▸ TASK DESCRIPTION: Each entry must be output once more without any change.

▸ MATERIAL SHOWN:
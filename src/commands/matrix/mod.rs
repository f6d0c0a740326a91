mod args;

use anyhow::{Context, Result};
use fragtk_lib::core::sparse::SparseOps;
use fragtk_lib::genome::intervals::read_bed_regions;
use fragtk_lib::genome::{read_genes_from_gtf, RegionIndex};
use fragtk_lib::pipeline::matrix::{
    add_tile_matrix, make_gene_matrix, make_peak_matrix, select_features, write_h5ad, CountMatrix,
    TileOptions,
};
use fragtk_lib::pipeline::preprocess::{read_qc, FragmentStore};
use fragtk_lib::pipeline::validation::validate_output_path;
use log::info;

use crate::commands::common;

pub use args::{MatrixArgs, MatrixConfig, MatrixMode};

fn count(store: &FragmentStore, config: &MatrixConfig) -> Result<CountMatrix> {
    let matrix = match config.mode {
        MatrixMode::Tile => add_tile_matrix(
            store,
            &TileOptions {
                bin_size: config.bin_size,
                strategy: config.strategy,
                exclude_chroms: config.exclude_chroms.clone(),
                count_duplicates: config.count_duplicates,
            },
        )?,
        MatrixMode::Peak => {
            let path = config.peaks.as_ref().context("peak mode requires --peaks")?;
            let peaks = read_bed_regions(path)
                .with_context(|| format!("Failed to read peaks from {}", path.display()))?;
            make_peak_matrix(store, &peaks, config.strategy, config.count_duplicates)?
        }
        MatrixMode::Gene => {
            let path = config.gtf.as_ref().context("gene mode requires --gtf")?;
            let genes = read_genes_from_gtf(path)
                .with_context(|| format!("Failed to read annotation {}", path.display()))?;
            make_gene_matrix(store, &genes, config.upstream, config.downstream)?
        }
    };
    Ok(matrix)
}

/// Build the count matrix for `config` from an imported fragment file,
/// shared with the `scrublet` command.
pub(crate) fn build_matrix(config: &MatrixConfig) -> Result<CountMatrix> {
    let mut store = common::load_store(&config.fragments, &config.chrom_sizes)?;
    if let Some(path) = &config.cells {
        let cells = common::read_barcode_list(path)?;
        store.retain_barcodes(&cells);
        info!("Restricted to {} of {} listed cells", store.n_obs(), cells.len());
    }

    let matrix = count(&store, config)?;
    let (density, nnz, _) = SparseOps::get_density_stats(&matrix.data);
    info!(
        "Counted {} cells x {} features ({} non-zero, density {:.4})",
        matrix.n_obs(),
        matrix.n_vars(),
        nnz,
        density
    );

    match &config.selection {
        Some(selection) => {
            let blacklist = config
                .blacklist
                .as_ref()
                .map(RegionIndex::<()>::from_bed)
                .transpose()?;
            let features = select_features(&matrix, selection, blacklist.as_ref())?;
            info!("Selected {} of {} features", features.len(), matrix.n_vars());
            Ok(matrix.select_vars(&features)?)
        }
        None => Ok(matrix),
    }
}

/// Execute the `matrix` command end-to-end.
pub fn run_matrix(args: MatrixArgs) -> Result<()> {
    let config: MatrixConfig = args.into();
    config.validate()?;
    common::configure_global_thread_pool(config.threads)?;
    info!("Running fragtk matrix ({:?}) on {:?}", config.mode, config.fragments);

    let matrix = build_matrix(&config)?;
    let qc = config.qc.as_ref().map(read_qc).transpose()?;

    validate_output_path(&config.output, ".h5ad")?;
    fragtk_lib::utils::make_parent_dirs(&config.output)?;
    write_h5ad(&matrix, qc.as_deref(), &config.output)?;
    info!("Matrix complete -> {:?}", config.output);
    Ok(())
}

▸ RESPONSE FOR THIS EXERCISE:
filename src/commands/matrix/mod.rs
repository f6d0c0a740326a91
mod args;

use anyhow::{Context, Result};
use fragtk_lib::core::sparse::SparseOps;
use fragtk_lib::genome::intervals::read_bed_regions;
use fragtk_lib::genome::{read_genes_from_gtf, RegionIndex};
use fragtk_lib::pipeline::matrix::{
    add_tile_matrix, make_gene_matrix, make_peak_matrix, select_features, write_h5ad, CountMatrix,
    TileOptions,
};
use fragtk_lib::pipeline::preprocess::{read_qc, FragmentStore};
use fragtk_lib::pipeline::validation::validate_output_path;
use log::info;

use crate::commands::common;

pub use args::{MatrixArgs, MatrixConfig, MatrixMode};

fn count(store: &FragmentStore, config: &MatrixConfig) -> Result<CountMatrix> {
    let matrix = match config.mode {
        MatrixMode::Tile => add_tile_matrix(
            store,
            &TileOptions {
                bin_size: config.bin_size,
                strategy: config.strategy,
                exclude_chroms: config.exclude_chroms.clone(),
                count_duplicates: config.count_duplicates,
            },
        )?,
        MatrixMode::Peak => {
            let path = config.peaks.as_ref().context("peak mode requires --peaks")?;
            let peaks = read_bed_regions(path)
                .with_context(|| format!("Failed to read peaks from {}", path.display()))?;
            make_peak_matrix(store, &peaks, config.strategy, config.count_duplicates)?
        }
        MatrixMode::Gene => {
            let path = config.gtf.as_ref().context("gene mode requires --gtf")?;
            let genes = read_genes_from_gtf(path)
                .with_context(|| format!("Failed to read annotation {}", path.display()))?;
            make_gene_matrix(store, &genes, config.upstream, config.downstream)?
        }
    };
    Ok(matrix)
}

/// Build the count matrix for `config` from an imported fragment file,
/// shared with the `scrublet` command.
pub(crate) fn build_matrix(config: &MatrixConfig) -> Result<CountMatrix> {
    let mut store = common::load_store(&config.fragments, &config.chrom_sizes)?;
    if let Some(path) = &config.cells {
        let cells = common::read_barcode_list(path)?;
        store.retain_barcodes(&cells);
        info!("Restricted to {} of {} listed cells", store.n_obs(), cells.len());
    }

    let matrix = count(&store, config)?;
    let (density, nnz, _) = SparseOps::get_density_stats(&matrix.data);
    info!(
        "Counted {} cells x {} features ({} non-zero, density {:.4})",
        matrix.n_obs(),
        matrix.n_vars(),
        nnz,
        density
    );

    match &config.selection {
        Some(selection) => {
            let blacklist = config
                .blacklist
                .as_ref()
                .map(RegionIndex::<()>::from_bed)
                .transpose()?;
            let features = select_features(&matrix, selection, blacklist.as_ref())?;
            info!("Selected {} of {} features", features.len(), matrix.n_vars());
            Ok(matrix.select_vars(&features)?)
        }
        None => Ok(matrix),
    }
}

/// Execute the `matrix` command end-to-end.
pub fn run_matrix(args: MatrixArgs) -> Result<()> {
    let config: MatrixConfig = args.into();
    config.validate()?;
    common::configure_global_thread_pool(config.threads)?;
    info!("Running fragtk matrix ({:?}) on {:?}", config.mode, config.fragments);

    let matrix = build_matrix(&config)?;
    let qc = config.qc.as_ref().map(read_qc).transpose()?;

    validate_output_path(&config.output, ".h5ad")?;
    fragtk_lib::utils::make_parent_dirs(&config.output)?;
    write_h5ad(&matrix, qc.as_deref(), &config.output)?;
    info!("Matrix complete -> {:?}", config.output);
    Ok(())
}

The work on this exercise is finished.